Le quotidien rationné

La «libreta», le livret de rationnement, permet de vivre une dizaine de jours.

On ne meurt pas de faim à Cuba. Rapporteur spécial de l'ONU pour le droit à l'alimentation, le Suisse Jean Ziegler vient d'achever sa mission sur l'île des Caraïbes. Il aura pu s'en rendre compte. La nourriture n'en demeure pas moins une préoccupation. Introduite en 1962, la libreta, le livret de rationnement, est distribuée aux Cubains au début de l'année. Il y en a un par famille dont chaque membre a droit à la même quantité de denrées alimentaires. «Le choix est déjà très restreint et il diminue chaque année», relève Felipe.
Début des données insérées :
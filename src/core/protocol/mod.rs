//! Receiver wire protocols
//!
//! SiRF receivers talk one of two protocols over the same line:
//! - NMEA 0183 text sentences (`$...*HH\r\n`, XOR checksum)
//! - SiRF binary frames (`A0 A2 | len | payload | sum | B0 B3`)
//!
//! Which one is active, and at which line parameters, is only discoverable
//! by probing; see [`crate::core::detect`].

pub mod messages;
pub mod nmea;
pub mod sirf;

use crate::core::transport::LineParams;
use serde::{Deserialize, Serialize};
use std::fmt;

/// Wire protocol spoken by the receiver
#[derive(Debug, Clone, Copy, PartialEq, Eq, Hash, Serialize, Deserialize)]
pub enum Protocol {
    /// NMEA 0183 text sentences
    Nmea,
    /// SiRF binary frames
    Sirf,
}

impl fmt::Display for Protocol {
    fn fmt(&self, f: &mut fmt::Formatter<'_>) -> fmt::Result {
        match self {
            Self::Nmea => write!(f, "NMEA"),
            Self::Sirf => write!(f, "SIRF"),
        }
    }
}

/// One point in the autodetection search space: a protocol plus the line
/// parameters it is spoken at
///
/// Compared by equality; the session invariant is that whenever the current
/// mode is known, the transport's actual line configuration matches it
/// exactly.
#[derive(Debug, Clone, Copy, PartialEq, Eq, Hash, Serialize, Deserialize)]
pub struct LineSettings {
    /// Wire protocol
    pub protocol: Protocol,
    /// Serial line parameters
    pub params: LineParams,
}

impl LineSettings {
    /// NMEA at the given baud rate, 8N1
    pub fn nmea(baud: u32) -> Self {
        Self {
            protocol: Protocol::Nmea,
            params: LineParams::new(baud),
        }
    }

    /// SiRF binary at the given baud rate, 8N1
    pub fn sirf(baud: u32) -> Self {
        Self {
            protocol: Protocol::Sirf,
            params: LineParams::new(baud),
        }
    }
}

impl fmt::Display for LineSettings {
    fn fmt(&self, f: &mut fmt::Formatter<'_>) -> fmt::Result {
        write!(f, "{} at {}", self.protocol, self.params)
    }
}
Le livret permet d'acheter à bas prix une certaine quantité de nourriture dans différents points de vente. Pour l'huile, par exemple, c'est l'équivalent d'un verre par mois. Pour le riz ou les haricots, c'est une livre. Pour une tranche de poulet ou un petit poisson par mois, il faut être rapide. Les arrivages n'ont lieu que deux fois par mois et tout disparaît dans les 48 heures. Quand au lait, seuls ont droit à un litre les enfants jusqu'à 7 ans et les personnes âgées de plus de 65 ans. Quant à la especialidad del jefe, ironisent les Cubains, c'est le picadillo de soya, un hachis servi avec du sang de porc.

Avec la libreta, on peut vivre environ dix jours. Pour le reste, la nourriture accessible sur les marchés libres est chère. La présence du peso convertible pousse les prix vers le haut. La part du salaire dévolue à l'alimentation s'accroît de jour en jour.